Please provide the following information when requesting support.

• Hardware (T4/V100/Xavier/Nano/etc)
Azure VM A100
• Network Type (Detectnet_v2/Faster_rcnn/Yolo_v4/LPRnet/Mask_rcnn/Classification/etc)
Detectnet_v2
• TLT Version (Please run “tlt info --verbose” and share “docker_tag” here)
• Training spec file(If have, please share here)
• How to reproduce the issue ? (This is for errors. Please share the command line and the detailed log here.)

I was running a VM instance in Azure following this here. Im trying to perform transfer learning on custom dataset using Detectnet_v2 – mobilenet_v1 model preferably but i can use resnet18 since it looks like the jupyter notebook is already configured for it. i have my custom dataset with the same required names and structure, ive even provided a testing directory like this:

$LOCAL_PROJECT_DIR/data/training/image_2

$LOCAL_PROJECT_DIR/data/training/label_2

$LOCAL_DATA_DIR/testing/image_2

everything seems to be going right, although i have python 3.8.10 which i believe would still work (could be wrong). but anyways, i skip downloading the dataset section but i still verify and i have the images in the correct path.

the problem comes when i try to prepare tf records from the dataset.

cell:

print("TFrecords conversion spec file for kitti training")
!cat $LOCAL_SPECS_DIR/detectnet_v2_tfrecords_kitti_trainval.txt

output:

TFrecords conversion spec file for kitti training
kitti_config {
  root_directory_path: "/workspace/tao-experiments/data/training"
  image_dir_name: "image_2"
  label_dir_name: "label_2"
  image_extension: ".jpg"
  partition_mode: "random"
  num_partitions: 2
  val_split: 14
  num_shards: 10
}
image_directory_path: "/workspace/tao-experiments/data/training"

cell:

# Creating a new directory for the output tfrecords dump.
print("Converting Tfrecords for kitti trainval dataset")
!mkdir -p $LOCAL_DATA_DIR/tfrecords && rm -rf $LOCAL_DATA_DIR/tfrecords/*
!tao detectnet_v2 dataset_convert \
                  -d $SPECS_DIR/detectnet_v2_tfrecords_kitti_trainval.txt \
                  -o $DATA_DOWNLOAD_DIR/tfrecords/kitti_trainval/kitti_trainval

output

Converting Tfrecords for kitti trainval dataset
usage: tao [-h] {list,stop,info,dataset,deploy,model} ...
tao: error: invalid choice: 'detectnet_v2' (choose from 'list', 'stop', 'info', 'dataset', 'deploy', 'model')
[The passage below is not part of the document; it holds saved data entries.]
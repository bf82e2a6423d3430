//! Frame rendering for the wire protocol.
//!
//! A frame body is a one-character type marker optionally followed by a JSON
//! payload. Transports decide how a body is terminated or wrapped: polling and
//! streaming responses append `\n`, JSONP wraps the escaped body in a callback.

use crate::WireError;
use bytes::Bytes;

/// Close code sent when the application ends the session
pub const CLOSE_GO_AWAY: u16 = 3000;
/// Close reason paired with [`CLOSE_GO_AWAY`]
pub const CLOSE_GO_AWAY_REASON: &str = "Go away!";

/// Close code sent when a client posts an undecodable payload
pub const CLOSE_BROKEN_JSON: u16 = 2010;
/// Close reason paired with [`CLOSE_BROKEN_JSON`]
pub const CLOSE_BROKEN_JSON_REASON: &str = "Broken JSON encoding.";

/// One self-delimited protocol message unit
#[derive(Debug, Clone, PartialEq, Eq)]
pub enum Frame {
    /// Handshake, first frame of every session
    Open,
    /// Liveness frame, carries no payload
    Heartbeat,
    /// Batch of application messages in queue order
    Array(Vec<String>),
    /// Session termination with a code and reason
    Close {
        /// Close code
        code: u16,
        /// Human readable reason
        reason: String,
    },
}

impl Frame {
    /// Create a close frame
    pub fn close(code: u16, reason: impl Into<String>) -> Self {
        Frame::Close {
            code,
            reason: reason.into(),
        }
    }

    /// Close frame sent when the application ends the session
    pub fn go_away() -> Self {
        Self::close(CLOSE_GO_AWAY, CLOSE_GO_AWAY_REASON)
    }

    /// Single-character type marker
    pub fn marker(&self) -> char {
        match self {
            Frame::Open => 'o',
            Frame::Heartbeat => 'h',
            Frame::Array(_) => 'a',
            Frame::Close { .. } => 'c',
        }
    }

    /// Render the frame body without any transport terminator
    pub fn encode(&self) -> String {
        match self {
            Frame::Open | Frame::Heartbeat => self.marker().to_string(),
            Frame::Array(messages) => {
                let payload = serde_json::Value::from(messages.as_slice());
                format!("a{}", payload)
            }
            Frame::Close { code, reason } => {
                let payload = serde_json::Value::Array(vec![
                    serde_json::Value::from(*code),
                    serde_json::Value::from(reason.as_str()),
                ]);
                format!("c{}", payload)
            }
        }
    }

    /// Render the frame as a newline-terminated line
    pub fn encode_line(&self) -> Bytes {
        let mut line = self.encode();
        line.push('\n');
        Bytes::from(line)
    }

    /// Parse a frame body, with or without its trailing newline
    pub fn decode(body: &str) -> Result<Frame, WireError> {
        let body = body.strip_suffix('\n').unwrap_or(body);
        let mut chars = body.chars();
        let marker = chars.next().ok_or(WireError::Malformed)?;
        let payload = chars.as_str();

        match marker {
            'o' | 'h' if !payload.is_empty() => Err(WireError::Malformed),
            'o' => Ok(Frame::Open),
            'h' => Ok(Frame::Heartbeat),
            'a' => Ok(Frame::Array(serde_json::from_str(payload)?)),
            'c' => {
                let (code, reason): (u16, String) = serde_json::from_str(payload)?;
                Ok(Frame::Close { code, reason })
            }
            other => Err(WireError::Type(other)),
        }
    }
}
It makes the tfrecords directory but does not create the records.

cell:

!ls -rlt $LOCAL_DATA_DIR/tfrecords/kitti_trainval/

output

ls: cannot access '/home/azureuser/tao/data/tfrecords/kitti_trainval/': No such file or directory

You are following https://docs.nvidia.com/tao/tao-toolkit/text/running_in_cloud/running_tao_toolkit_on_azure.html#downloading-and-running-the-test-samples ,right?

The description is a bit old since the latest notebook version is 5.0. You can find and download it in TAO Toolkit Getting Started | NVIDIA NGC
i.e.,
TAO Toolkit Quick Start Guide - NVIDIA Docs

wget --content-disposition https://api.ngc.nvidia.com/v2/resources/nvidia/tao/tao-getting-started/versions/5.0.0/zip -O getting_started_v5.0.0.zip
unzip -u getting_started_v5.0.0.zip -d ./getting_started_v5.0.0 && rm -rf getting_started_v5.0.0.zip && cd ./getting_started_v5.0.0

Then, for detectnet_v2, its notebook is GPU-optimized AI, Machine Learning, & HPC Software | NVIDIA NGC.

!tao model detectnet_v2 dataset_convert \
                  -d $SPECS_DIR/detectnet_v2_tfrecords_kitti_trainval.txt \
                  -o $DATA_DOWNLOAD_DIR/tfrecords/kitti_trainval/kitti_trainval \
                  -r $USER_EXPERIMENT_DIR/

thank you, that worked. I have a question, if i wanted to train other models are the detectnet_v2 training files provided somewhere or do we have to write those ourselves.
like these files here is what im talking about: detectnet_v2_train_resnet18_kitti.txt

You can find the spec files after downloading the notebook.

wget --content-disposition https://api.ngc.nvidia.com/v2/resources/nvidia/tao/tao-getting-started/versions/5.0.0/zip -O getting_started_v5.0.0.zip
unzip -u getting_started_v5.0.0.zip -d ./getting_started_v5.0.0 && rm -rf getting_started_v5.0.0.zip && cd ./getting_started_v5.0.0

This topic was automatically closed 14 days after the last reply. New replies are no longer allowed.